** Exercise aim **
When you have gone through the entries below, state how many lines include the word "into" and write nothing else.

Data entries:

//! Cart commands.
//!
//! Each command builds a [`CartManager`] from the environment, performs one
//! operation, and prints the resulting state plus any toasts the operation
//! emitted.
//!
//! # Environment Variables
//!
//! - `MERCATO_API_URL` - Base URL of the commerce API
//! - `MERCATO_DATA_DIR` - Directory for local cart/token files (default: `.mercato`)

use std::sync::Arc;

use thiserror::Error;

use mercato_client::{
    CartError, CartManager, CartState, ClientConfig, ConfigError, NotificationCenter,
};
use mercato_core::{AttributeMap, CartItemId, ProductRef, Severity};

/// Errors from cart commands.
#[derive(Debug, Error)]
pub enum CartCommandError {
    /// Configuration could not be loaded.
    #[error("Configuration error: {0}")]
    Config(#[from] ConfigError),

    /// The cart operation failed.
    #[error(transparent)]
    Cart(#[from] CartError),

    /// Malformed `key=value` attribute argument.
    #[error("Invalid attribute '{0}': expected key=value")]
    InvalidAttribute(String),
}

/// Manager plus the toast sink it reports through.
fn build_manager() -> Result<(CartManager, Arc<NotificationCenter>), CartCommandError> {
    let config = ClientConfig::from_env()?;
    let center = Arc::new(NotificationCenter::new());
    let manager = CartManager::new(&config, Arc::<NotificationCenter>::clone(&center));
    Ok((manager, center))
}

/// Parse repeated `key=value` arguments into an attribute map.
fn parse_attributes(raw: &[String]) -> Result<Option<AttributeMap>, CartCommandError> {
    if raw.is_empty() {
        return Ok(None);
    }
    let mut attributes = AttributeMap::new();
    for pair in raw {
        let (key, value) = pair
            .split_once('=')
            .ok_or_else(|| CartCommandError::InvalidAttribute(pair.clone()))?;
        attributes.insert(key.to_string(), value.to_string());
    }
    Ok(Some(attributes))
}

#[allow(clippy::print_stdout)]
fn print_state(state: &CartState) {
    if let Some(error) = &state.error {
        println!("error: {error}");
    }
    match &state.cart {
        None => println!("Cart is empty."),
        Some(cart) if cart.items.is_empty() => {
            // Anonymous summary: item details need a remote lookup
            println!(
                "{} item(s) saved locally (sign in to see details)",
                cart.total_items
            );
        }
        Some(cart) => {
            for item in &cart.items {
                let attrs = if item.selected_attributes.is_empty() {
                    String::new()
                } else {
                    let pairs: Vec<String> = item
                        .selected_attributes
                        .iter()
                        .map(|(k, v)| format!("{k}={v}"))
                        .collect();
                    format!(" [{}]", pairs.join(", "))
                };
                println!(
                    "  {} x{} {}{attrs} - {}",
                    item.id,
                    item.quantity,
                    item.product.name,
                    mercato_core::Money::new(item.subtotal(), cart.currency_code).display()
                );
            }
            println!("{} item(s), total {}", cart.total_items, cart.total().display());
        }
    }
}

#[allow(clippy::print_stdout)]
fn print_toasts(center: &NotificationCenter) {
    for toast in center.active() {
        let tag = match toast.severity {
            Severity::Success => "ok",
            Severity::Error => "error",
            Severity::Info => "info",
        };
        println!("[{tag}] {}", toast.message);
    }
}

/// Show the current cart.
pub async fn show() -> Result<(), CartCommandError> {
    let (manager, _center) = build_manager()?;
    manager.refresh_cart().await;
    print_state(&manager.state());
    Ok(())
}

/// Add a product to the cart.
pub async fn add(
    product: &str,
    quantity: u32,
    attributes: &[String],
    note: Option<String>,
    name: Option<&str>,
) -> Result<(), CartCommandError> {
    let (manager, center) = build_manager()?;
    let attributes = parse_attributes(attributes)?;

    manager
        .add_to_cart(ProductRef::new(product), quantity, attributes, note, name)
        .await?;

    print_toasts(&center);
    print_state(&manager.state());
    Ok(())
}

/// Set an item's quantity; zero removes the item.
pub async fn set_quantity(item: &str, quantity: u32) -> Result<(), CartCommandError> {
    let (manager, center) = build_manager()?;

    manager
        .set_item_quantity(&CartItemId::new(item), quantity)
        .await?;

    print_toasts(&center);
    print_state(&manager.state());
    Ok(())
}

/// Remove an item from the cart.
pub async fn remove(item: &str) -> Result<(), CartCommandError> {
    let (manager, center) = build_manager()?;

    manager.remove_from_cart(&CartItemId::new(item)).await?;

    print_toasts(&center);
    print_state(&manager.state());
    Ok(())
}

/// Empty the cart.
pub async fn clear() -> Result<(), CartCommandError> {
    let (manager, center) = build_manager()?;

    manager.clear_cart().await?;

    print_toasts(&center);
    print_state(&manager.state());
    Ok(())
}

/// Migrate locally saved items into the remote cart.
#[allow(clippy::print_stdout)]
pub async fn sync() -> Result<(), CartCommandError> {
    let (manager, center) = build_manager()?;

    let report = manager.sync_local_cart().await;
    if !report.failed.is_empty() {
        println!(
            "{} item(s) could not be migrated: {}",
            report.failed.len(),
            report
                .failed
                .iter()
                .map(ToString::to_string)
                .collect::<Vec<_>>()
                .join(", ")
        );
    }

    print_toasts(&center);
    print_state(&manager.state());
    Ok(())
}

#[cfg(test)]
#[allow(clippy::unwrap_used)]
mod tests {
    use super::*;

    #[test]
    fn test_parse_attributes_empty_is_none() {
        assert!(parse_attributes(&[]).unwrap().is_none());
    }

    #[test]
    fn test_parse_attributes_pairs() {
        let raw = vec!["size=M".to_string(), "color=blue".to_string()];
        let attrs = parse_attributes(&raw).unwrap().unwrap();
        assert_eq!(attrs.get("size").map(String::as_str), Some("M"));
        assert_eq!(attrs.get("color").map(String::as_str), Some("blue"));
    }

    #[test]
    fn test_parse_attributes_rejects_missing_equals() {
        let raw = vec!["size".to_string()];
        assert!(matches!(
            parse_attributes(&raw).unwrap_err(),
            CartCommandError::InvalidAttribute(_)
        ));
    }
}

** Answer space **
2